On Mon, Nov 20, 2006 at 02:45:13PM +0000, Malcolm Wallace wrote:
Simon Marlow
wrote: Now, can we say something portable about these uses?
I'd like to have a precise (sound, if not complete) description of when it's safe to use unsafeCoerce in GHC, but it needs some careful thought.
And not just GHC. I think all the points you mention (below) would be entirely reasonable for all implementations.
* cast that changes a phantom type, or changes a type that is not reflected by a part of the value, eg. 'unsafeCoerce (Left 3) :: Either Int a' should be fine for any 'a',
* casting a polymorphic type to the actual type of the runtime value. That is, you can safely cast a value to its correct type. (eg. in Typeable.cast).
* casting an unboxed type to another unboxed type of the same size.
There is one more important use case you haven't mentioned:
* casting from a newtype to the contained value (or vice versa).

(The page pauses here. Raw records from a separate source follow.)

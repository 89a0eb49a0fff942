use axum::{
    extract::{Path, Query, State},
    http::StatusCode,
    routing::get,
    Json, Router,
};
use tracing::{info, instrument};
use uuid::Uuid;

use super::repo;
use super::repo_types::{Biometric, NewBiometric};
use crate::{
    dto::UserFilter,
    errors::{bad_request, internal, not_found},
    state::AppState,
};

pub fn routes() -> Router<AppState> {
    Router::new()
        .route("/biometrics", get(list_biometrics).post(upsert_biometric))
        .route("/biometrics/:id", get(get_biometric))
}

#[instrument(skip(state))]
pub async fn list_biometrics(
    State(state): State<AppState>,
    Query(f): Query<UserFilter>,
) -> Result<Json<Vec<Biometric>>, (StatusCode, String)> {
    let (limit, offset) = f.bounds()?;
    let rows = repo::list(&state.db, f.user_id, limit, offset)
        .await
        .map_err(internal)?;
    Ok(Json(rows))
}

#[instrument(skip(state))]
pub async fn get_biometric(
    State(state): State<AppState>,
    Path(id): Path<Uuid>,
) -> Result<Json<Biometric>, (StatusCode, String)> {
    repo::find(&state.db, id)
        .await
        .map_err(internal)?
        .map(Json)
        .ok_or_else(|| not_found("Biometric entry not found"))
}

pub(crate) fn validate(b: &NewBiometric) -> Result<(), (StatusCode, String)> {
    if b.weight.is_some_and(|w| !w.is_finite() || w < 0.0) {
        return Err(bad_request("weight must be a non-negative number"));
    }
    for hr in [b.avg_hr, b.high_hr, b.low_hr].into_iter().flatten() {
        if hr < 0 {
            return Err(bad_request("heart rate values must be non-negative"));
        }
    }
    Ok(())
}

#[instrument(skip(state, body))]
pub async fn upsert_biometric(
    State(state): State<AppState>,
    Json(body): Json<NewBiometric>,
) -> Result<Json<Biometric>, (StatusCode, String)> {
    validate(&body)?;
    let row = repo::upsert(&state.db, &body).await.map_err(internal)?;
    info!(biometric_id = %row.id, user_id = %row.user_id, date = %row.date, "biometric saved");
    Ok(Json(row))
}
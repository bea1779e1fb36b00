// Bulk dispatch and outcome classification
//
// A bulk exchange counts as indexed only when the transport succeeded, the
// status is 200 and the response body parses with "errors": false.
// Per-item failures inside a 200 are only visible through that flag.
// Nothing is retried.

use crate::config::{ConfigError, DestinationConfig};
use crate::destinations::{self, BulkRequest, BulkTransport, TransportError, TransportResponse};
use serde_json::Value;
use std::collections::HashMap;
use std::sync::Arc;
use thiserror::Error;
use tracing::debug;

#[derive(Debug, Error)]
pub enum DispatchError {
    #[error("transport failure: {0}")]
    Transport(#[from] TransportError),

    #[error("destination answered HTTP {status}")]
    Status { status: u16, body: String },

    #[error("bulk response could not be parsed")]
    UnparsableResponse { body: String },

    #[error("bulk response reported errors")]
    Rejected { body: String },

    #[error("no transport configured for instance '{0}'")]
    Unconnected(String),
}

impl DispatchError {
    /// The underlying transport error, present only for transport failures.
    pub fn transport_cause(&self) -> Option<&TransportError> {
        match self {
            DispatchError::Transport(err) => Some(err),
            _ => None,
        }
    }

    /// The raw response body for failures the destination answered.
    pub fn response_body(&self) -> Option<&str> {
        match self {
            DispatchError::Status { body, .. }
            | DispatchError::UnparsableResponse { body }
            | DispatchError::Rejected { body } => Some(body),
            _ => None,
        }
    }
}

pub fn classify_response(response: TransportResponse) -> Result<(), DispatchError> {
    if response.status != 200 {
        return Err(DispatchError::Status {
            status: response.status,
            body: response.body,
        });
    }

    let parsed: Value = match serde_json::from_str(&response.body) {
        Ok(value) => value,
        Err(_) => return Err(DispatchError::UnparsableResponse { body: response.body }),
    };

    // A missing flag counts as failure
    match parsed.get("errors").and_then(Value::as_bool) {
        Some(false) => Ok(()),
        _ => Err(DispatchError::Rejected { body: response.body }),
    }
}

/// Builds the outgoing request for one destination group.
pub fn build_request(config: &DestinationConfig, payload: Vec<u8>) -> BulkRequest {
    let mut request = BulkRequest::new(config.bulk_path(), payload);
    request.set_header("content-type", "application/json");
    if let Some(auth) = &config.authentication {
        auth.apply(&mut request);
    }
    request
}

pub struct Dispatcher {
    transports: HashMap<String, Arc<dyn BulkTransport>>,
}

impl Dispatcher {
    pub fn new(transports: HashMap<String, Arc<dyn BulkTransport>>) -> Self {
        Self { transports }
    }

    /// Creates one HTTP transport per destination.
    pub fn connect(destinations: &[Arc<DestinationConfig>]) -> Result<Self, ConfigError> {
        let mut transports = HashMap::with_capacity(destinations.len());
        for destination in destinations {
            transports.insert(
                destination.identifier.clone(),
                destinations::create_transport(destination)?,
            );
        }
        Ok(Self::new(transports))
    }

    pub async fn dispatch(
        &self,
        config: &DestinationConfig,
        payload: Vec<u8>,
    ) -> Result<(), DispatchError> {
        let transport = self
            .transports
            .get(&config.identifier)
            .ok_or_else(|| DispatchError::Unconnected(config.identifier.clone()))?;

        let request = build_request(config, payload);
        let response = transport.send(request).await?;
        classify_response(response)
    }

    /// Closes every transport exactly once.
    pub async fn close(&self) {
        for (identifier, transport) in &self.transports {
            debug!(identifier = %identifier, "closing transport");
            transport.close().await;
        }
    }
}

This latter type of cast is the only one I can remember ever having used myself.
there are very few safe uses of unsafeCoerce in jhc. the only ones guarenteed safe are * casting a recursive newtype to its representation and back (note, recursive newtypes are chosen via a loop-breaking algorithm in the compiler, so it is best to let it worry about this) * casting arbitrary values of kind * to a system provided type 'Box' and back again * casting arbitrary values of kind ! (the kind of strict boxed values) to a system provided type 'BoxBang' and back again * values may not ever be cast to anything other than Box and back _to their original type_ again. Even passing through any other type will poison them. in particular, even 'seq' is unsafe on casted values until they have been cast back to their original type. casting of unboxed types is right out (and guarenteed impossible by the type system) there are specific primitives to cast from kind * values to the analog type of kind ! values and back again these are not casts and are not subject to the above rules. (though, converting something of kind * to kind ! necessarily evaluates it). any cross-platform use of unsafeCoerce is folly, unless of course you have verified it is possible to use it in each compilers documentation you wish to support. since this is a perfectly reasonable thing to do, I support putting unsafeCoerce in a standard spot, but with no standardized behavior. John -- John Meacham - ⑆repetae.net⑆john⑈

John Meacham wrote:
On Mon, Nov 20, 2006 at 02:45:13PM +0000, Malcolm Wallace wrote:
Simon Marlow
wrote: Now, can we say something portable about these uses?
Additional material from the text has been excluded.